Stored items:

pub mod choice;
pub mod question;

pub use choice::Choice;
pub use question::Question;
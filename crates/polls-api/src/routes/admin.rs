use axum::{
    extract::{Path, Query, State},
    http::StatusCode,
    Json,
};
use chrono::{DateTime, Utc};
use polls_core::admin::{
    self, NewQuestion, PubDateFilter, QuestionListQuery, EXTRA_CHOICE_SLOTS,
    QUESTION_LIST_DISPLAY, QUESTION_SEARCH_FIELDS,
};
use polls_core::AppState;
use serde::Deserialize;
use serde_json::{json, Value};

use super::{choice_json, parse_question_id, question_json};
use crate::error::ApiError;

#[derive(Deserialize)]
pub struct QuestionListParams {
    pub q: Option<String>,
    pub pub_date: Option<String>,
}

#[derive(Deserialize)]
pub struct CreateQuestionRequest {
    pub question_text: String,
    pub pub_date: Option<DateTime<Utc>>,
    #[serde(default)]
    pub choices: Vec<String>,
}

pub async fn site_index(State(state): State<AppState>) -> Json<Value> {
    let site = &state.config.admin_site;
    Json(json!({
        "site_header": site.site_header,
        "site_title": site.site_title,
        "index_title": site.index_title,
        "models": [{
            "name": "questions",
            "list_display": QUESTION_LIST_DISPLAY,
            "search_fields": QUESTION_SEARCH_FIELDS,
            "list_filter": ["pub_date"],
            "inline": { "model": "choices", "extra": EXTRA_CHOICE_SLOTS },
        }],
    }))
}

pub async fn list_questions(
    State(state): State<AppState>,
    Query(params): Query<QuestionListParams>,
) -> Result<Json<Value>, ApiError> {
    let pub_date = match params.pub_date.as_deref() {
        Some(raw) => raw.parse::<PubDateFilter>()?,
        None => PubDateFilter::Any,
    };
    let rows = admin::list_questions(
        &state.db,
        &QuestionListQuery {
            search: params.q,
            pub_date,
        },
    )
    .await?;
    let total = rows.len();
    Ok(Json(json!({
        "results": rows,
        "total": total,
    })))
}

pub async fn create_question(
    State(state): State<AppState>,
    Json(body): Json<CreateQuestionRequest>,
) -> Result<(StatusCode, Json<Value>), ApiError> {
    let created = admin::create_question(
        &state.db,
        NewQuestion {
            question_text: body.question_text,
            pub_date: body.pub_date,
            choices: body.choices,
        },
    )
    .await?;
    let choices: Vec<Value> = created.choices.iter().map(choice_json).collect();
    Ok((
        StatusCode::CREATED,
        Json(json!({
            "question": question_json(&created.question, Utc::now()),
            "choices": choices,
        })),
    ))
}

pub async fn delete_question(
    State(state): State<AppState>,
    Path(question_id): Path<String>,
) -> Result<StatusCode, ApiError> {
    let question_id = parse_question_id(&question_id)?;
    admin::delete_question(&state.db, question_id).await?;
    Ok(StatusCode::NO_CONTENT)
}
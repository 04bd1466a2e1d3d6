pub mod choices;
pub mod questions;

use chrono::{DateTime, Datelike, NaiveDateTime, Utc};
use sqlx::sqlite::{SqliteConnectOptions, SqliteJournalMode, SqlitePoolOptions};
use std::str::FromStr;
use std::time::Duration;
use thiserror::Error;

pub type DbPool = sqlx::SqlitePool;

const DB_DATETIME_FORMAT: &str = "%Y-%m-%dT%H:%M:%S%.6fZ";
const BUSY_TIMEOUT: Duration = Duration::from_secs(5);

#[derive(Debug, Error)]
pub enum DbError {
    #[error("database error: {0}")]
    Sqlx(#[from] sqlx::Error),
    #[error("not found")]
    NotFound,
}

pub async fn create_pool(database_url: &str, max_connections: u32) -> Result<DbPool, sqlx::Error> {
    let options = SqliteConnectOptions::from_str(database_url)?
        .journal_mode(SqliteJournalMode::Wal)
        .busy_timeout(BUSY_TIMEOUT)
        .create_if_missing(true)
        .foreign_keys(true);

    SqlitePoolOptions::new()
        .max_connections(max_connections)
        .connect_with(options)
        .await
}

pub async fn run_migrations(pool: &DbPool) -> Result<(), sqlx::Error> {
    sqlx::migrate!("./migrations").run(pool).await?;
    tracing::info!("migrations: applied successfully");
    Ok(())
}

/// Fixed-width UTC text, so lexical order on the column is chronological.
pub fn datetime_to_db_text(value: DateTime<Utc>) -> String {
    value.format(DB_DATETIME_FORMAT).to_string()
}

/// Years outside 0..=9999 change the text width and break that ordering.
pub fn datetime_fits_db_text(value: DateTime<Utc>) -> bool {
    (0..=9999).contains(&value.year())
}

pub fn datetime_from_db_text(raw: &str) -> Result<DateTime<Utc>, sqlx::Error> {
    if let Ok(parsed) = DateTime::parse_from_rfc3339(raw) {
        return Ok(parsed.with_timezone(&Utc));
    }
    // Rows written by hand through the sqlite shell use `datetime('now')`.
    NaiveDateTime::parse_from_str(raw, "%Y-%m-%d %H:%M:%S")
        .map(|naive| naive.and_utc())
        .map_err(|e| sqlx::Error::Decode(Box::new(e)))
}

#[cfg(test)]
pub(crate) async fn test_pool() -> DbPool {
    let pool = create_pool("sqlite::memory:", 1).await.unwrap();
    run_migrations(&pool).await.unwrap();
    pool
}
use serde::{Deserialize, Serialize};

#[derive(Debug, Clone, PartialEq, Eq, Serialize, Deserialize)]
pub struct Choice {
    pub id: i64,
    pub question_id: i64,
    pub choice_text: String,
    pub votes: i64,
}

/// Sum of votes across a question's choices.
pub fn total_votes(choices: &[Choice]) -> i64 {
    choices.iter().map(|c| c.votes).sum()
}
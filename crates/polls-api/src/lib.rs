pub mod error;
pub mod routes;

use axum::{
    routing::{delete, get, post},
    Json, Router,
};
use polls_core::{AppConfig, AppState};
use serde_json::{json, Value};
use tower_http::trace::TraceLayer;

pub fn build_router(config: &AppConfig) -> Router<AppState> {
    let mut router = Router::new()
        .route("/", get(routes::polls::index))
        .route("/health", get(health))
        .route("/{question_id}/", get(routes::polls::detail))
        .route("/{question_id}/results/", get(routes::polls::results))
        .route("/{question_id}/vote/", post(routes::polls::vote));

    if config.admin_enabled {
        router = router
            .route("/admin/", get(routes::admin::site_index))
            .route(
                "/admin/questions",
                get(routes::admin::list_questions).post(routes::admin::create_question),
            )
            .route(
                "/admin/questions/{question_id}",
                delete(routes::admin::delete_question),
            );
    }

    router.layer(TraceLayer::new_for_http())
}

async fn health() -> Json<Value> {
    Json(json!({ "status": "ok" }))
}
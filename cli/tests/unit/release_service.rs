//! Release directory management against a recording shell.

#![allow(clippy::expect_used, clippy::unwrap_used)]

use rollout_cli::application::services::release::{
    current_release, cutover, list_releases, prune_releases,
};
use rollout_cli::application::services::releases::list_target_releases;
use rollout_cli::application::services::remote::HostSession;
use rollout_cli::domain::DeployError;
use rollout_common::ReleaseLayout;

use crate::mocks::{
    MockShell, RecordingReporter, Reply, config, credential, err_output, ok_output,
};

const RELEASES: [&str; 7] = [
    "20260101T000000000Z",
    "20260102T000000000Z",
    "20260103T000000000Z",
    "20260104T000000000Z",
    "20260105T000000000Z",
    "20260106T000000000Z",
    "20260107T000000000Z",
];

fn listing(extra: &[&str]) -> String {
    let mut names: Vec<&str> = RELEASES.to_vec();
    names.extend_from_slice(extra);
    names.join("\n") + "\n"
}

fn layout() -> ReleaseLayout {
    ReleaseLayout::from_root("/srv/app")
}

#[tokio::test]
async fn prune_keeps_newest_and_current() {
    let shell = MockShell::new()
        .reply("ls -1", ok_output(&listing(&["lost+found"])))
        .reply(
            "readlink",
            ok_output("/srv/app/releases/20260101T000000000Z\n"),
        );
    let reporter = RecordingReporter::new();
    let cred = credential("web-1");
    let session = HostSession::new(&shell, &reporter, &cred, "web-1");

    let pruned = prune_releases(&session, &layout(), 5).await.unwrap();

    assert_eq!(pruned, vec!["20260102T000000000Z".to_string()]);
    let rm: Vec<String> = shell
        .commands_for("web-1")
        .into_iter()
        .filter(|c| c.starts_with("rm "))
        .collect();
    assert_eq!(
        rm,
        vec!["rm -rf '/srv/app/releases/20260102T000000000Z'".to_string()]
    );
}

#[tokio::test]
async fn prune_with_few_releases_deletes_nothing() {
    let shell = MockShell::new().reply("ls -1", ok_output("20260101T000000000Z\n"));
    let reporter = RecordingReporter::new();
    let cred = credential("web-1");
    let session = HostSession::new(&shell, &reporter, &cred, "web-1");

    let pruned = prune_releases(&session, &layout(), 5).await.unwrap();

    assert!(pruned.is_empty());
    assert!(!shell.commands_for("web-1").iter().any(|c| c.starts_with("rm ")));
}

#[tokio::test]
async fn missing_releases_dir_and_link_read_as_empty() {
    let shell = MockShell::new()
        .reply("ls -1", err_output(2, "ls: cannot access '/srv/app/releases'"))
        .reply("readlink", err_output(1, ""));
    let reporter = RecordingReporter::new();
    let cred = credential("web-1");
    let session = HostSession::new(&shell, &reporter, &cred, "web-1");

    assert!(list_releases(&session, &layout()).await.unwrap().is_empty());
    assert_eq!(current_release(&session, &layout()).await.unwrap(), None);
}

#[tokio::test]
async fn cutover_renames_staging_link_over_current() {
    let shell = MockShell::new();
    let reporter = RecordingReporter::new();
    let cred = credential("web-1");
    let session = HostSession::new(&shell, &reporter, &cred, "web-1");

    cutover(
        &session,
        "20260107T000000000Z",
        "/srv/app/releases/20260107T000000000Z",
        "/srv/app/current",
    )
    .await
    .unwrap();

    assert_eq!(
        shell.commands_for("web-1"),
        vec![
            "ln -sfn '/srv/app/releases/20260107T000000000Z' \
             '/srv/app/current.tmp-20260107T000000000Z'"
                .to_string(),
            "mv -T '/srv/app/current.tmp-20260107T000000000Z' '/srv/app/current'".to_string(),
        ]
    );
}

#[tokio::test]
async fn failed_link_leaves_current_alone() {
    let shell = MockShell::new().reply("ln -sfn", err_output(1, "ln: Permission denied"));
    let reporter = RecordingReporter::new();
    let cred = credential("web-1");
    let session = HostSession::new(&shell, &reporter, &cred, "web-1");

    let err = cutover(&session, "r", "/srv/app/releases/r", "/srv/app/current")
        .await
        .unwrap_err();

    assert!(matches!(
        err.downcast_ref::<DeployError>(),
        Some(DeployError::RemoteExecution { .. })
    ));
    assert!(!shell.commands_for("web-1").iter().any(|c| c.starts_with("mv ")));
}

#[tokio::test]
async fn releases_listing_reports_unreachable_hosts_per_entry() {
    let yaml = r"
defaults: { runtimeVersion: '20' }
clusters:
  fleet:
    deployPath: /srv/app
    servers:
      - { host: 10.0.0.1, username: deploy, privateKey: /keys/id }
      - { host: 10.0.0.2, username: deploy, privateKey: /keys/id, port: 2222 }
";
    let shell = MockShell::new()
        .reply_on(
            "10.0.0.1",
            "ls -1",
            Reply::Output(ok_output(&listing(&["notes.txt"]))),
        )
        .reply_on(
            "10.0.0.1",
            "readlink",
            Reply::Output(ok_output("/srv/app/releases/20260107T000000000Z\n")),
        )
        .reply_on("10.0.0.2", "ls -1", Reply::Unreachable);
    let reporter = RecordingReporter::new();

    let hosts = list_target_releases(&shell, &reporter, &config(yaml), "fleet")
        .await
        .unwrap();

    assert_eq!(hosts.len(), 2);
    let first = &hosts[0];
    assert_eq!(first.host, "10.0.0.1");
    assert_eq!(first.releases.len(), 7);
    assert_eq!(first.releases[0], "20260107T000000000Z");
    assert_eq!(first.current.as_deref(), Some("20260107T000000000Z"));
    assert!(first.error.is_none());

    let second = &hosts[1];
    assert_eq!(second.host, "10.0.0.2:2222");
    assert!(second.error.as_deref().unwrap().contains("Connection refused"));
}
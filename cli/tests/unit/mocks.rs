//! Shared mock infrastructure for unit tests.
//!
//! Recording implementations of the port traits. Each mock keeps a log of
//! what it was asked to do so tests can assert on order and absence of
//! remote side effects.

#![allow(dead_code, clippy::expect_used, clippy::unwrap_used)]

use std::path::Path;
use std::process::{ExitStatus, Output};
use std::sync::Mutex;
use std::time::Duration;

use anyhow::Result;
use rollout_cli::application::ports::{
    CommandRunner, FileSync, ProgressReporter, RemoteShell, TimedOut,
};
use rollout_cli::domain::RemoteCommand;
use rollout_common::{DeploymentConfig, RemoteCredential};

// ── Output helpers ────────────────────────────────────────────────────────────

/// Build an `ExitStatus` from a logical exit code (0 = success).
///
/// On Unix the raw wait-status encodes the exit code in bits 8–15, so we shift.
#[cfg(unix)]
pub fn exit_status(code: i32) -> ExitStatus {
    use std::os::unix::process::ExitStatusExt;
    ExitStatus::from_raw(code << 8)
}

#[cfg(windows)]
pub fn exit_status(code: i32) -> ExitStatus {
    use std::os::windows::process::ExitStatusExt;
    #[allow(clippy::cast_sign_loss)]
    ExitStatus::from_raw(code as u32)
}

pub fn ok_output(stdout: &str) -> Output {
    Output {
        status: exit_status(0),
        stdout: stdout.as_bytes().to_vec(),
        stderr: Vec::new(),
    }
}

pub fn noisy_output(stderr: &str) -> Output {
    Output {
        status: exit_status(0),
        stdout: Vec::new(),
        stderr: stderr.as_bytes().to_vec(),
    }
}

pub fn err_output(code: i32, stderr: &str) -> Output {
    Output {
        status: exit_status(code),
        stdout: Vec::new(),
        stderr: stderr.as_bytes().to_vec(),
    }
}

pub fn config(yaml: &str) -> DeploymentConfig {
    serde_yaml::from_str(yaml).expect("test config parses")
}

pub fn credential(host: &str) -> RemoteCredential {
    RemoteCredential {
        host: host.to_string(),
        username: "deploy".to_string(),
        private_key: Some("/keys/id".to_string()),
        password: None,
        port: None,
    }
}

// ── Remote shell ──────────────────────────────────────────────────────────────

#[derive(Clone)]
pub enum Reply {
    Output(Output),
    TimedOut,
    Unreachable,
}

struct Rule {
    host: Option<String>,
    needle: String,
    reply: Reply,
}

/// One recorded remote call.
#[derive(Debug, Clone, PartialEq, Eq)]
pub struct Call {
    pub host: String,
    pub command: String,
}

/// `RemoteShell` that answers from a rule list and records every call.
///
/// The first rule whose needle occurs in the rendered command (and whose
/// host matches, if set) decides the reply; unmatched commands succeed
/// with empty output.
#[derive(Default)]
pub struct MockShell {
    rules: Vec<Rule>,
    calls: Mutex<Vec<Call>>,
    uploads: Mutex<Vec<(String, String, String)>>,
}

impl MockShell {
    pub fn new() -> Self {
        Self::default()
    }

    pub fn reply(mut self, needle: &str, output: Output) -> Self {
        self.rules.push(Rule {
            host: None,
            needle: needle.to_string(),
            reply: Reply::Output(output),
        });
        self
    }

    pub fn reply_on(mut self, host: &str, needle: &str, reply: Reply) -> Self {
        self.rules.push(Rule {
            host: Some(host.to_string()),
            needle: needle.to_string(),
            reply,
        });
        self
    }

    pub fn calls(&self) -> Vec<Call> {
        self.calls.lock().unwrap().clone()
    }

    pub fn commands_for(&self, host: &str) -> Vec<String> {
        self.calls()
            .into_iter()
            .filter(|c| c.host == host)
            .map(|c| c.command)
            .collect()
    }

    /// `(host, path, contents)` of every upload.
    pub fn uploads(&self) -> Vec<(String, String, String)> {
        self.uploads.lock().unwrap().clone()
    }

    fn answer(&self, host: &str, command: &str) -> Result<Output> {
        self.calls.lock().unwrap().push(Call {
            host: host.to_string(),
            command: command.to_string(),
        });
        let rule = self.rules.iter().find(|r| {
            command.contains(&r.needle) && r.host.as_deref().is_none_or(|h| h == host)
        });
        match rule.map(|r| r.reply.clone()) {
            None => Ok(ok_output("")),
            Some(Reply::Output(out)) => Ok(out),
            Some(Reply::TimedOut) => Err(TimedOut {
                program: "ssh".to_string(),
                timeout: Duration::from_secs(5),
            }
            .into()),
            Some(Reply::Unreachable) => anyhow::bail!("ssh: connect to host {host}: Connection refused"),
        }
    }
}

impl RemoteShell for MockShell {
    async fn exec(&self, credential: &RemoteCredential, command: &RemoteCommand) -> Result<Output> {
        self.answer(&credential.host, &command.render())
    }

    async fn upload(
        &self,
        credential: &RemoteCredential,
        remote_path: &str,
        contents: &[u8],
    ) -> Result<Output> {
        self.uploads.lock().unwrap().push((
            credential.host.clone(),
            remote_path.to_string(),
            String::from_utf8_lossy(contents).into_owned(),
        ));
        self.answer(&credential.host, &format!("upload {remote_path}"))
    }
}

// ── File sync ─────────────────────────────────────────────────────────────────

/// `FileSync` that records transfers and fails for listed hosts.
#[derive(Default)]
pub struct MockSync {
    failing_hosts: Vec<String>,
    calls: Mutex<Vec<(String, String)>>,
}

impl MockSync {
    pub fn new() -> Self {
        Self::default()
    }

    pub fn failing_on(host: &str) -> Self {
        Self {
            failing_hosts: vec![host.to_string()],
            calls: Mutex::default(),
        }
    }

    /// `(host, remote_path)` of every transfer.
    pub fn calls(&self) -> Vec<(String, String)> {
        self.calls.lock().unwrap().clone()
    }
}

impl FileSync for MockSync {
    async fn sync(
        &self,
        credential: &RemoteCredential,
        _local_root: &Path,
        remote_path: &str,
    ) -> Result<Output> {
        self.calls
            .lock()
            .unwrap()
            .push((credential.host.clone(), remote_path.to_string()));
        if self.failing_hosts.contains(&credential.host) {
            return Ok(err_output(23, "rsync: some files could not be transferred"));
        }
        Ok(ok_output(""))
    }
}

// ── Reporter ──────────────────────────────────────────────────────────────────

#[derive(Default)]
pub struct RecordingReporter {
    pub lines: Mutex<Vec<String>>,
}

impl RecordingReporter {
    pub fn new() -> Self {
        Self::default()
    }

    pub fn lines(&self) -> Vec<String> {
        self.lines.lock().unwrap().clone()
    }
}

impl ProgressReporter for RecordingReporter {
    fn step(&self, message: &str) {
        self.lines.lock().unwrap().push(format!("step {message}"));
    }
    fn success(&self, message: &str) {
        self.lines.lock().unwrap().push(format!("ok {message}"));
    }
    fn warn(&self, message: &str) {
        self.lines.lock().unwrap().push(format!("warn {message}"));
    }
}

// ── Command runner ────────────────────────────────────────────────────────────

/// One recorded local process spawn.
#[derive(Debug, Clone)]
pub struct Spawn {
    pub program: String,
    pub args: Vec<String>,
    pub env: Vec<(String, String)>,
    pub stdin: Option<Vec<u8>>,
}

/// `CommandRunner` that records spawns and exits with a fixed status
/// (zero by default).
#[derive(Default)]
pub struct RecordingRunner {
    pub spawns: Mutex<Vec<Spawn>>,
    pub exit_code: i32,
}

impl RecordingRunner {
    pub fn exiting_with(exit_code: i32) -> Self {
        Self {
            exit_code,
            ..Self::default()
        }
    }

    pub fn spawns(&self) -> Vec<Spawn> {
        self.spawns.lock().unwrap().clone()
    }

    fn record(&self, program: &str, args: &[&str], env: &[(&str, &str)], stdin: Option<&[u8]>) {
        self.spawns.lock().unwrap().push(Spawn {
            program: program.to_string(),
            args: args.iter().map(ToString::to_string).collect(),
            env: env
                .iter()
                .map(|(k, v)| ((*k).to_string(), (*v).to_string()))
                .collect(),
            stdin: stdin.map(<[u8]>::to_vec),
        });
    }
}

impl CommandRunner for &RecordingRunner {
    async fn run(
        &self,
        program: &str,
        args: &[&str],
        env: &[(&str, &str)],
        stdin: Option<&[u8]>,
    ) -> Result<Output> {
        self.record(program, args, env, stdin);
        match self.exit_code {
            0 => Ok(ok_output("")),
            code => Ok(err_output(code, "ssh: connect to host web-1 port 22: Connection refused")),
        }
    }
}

[DIRECTIONS]
If a line in the records above has the word "width", copy it out.

[TASK RESULT]
/// Fixed-width UTC text, so lexical order on the column is chronological.
/// Years outside 0..=9999 change the text width and break that ordering.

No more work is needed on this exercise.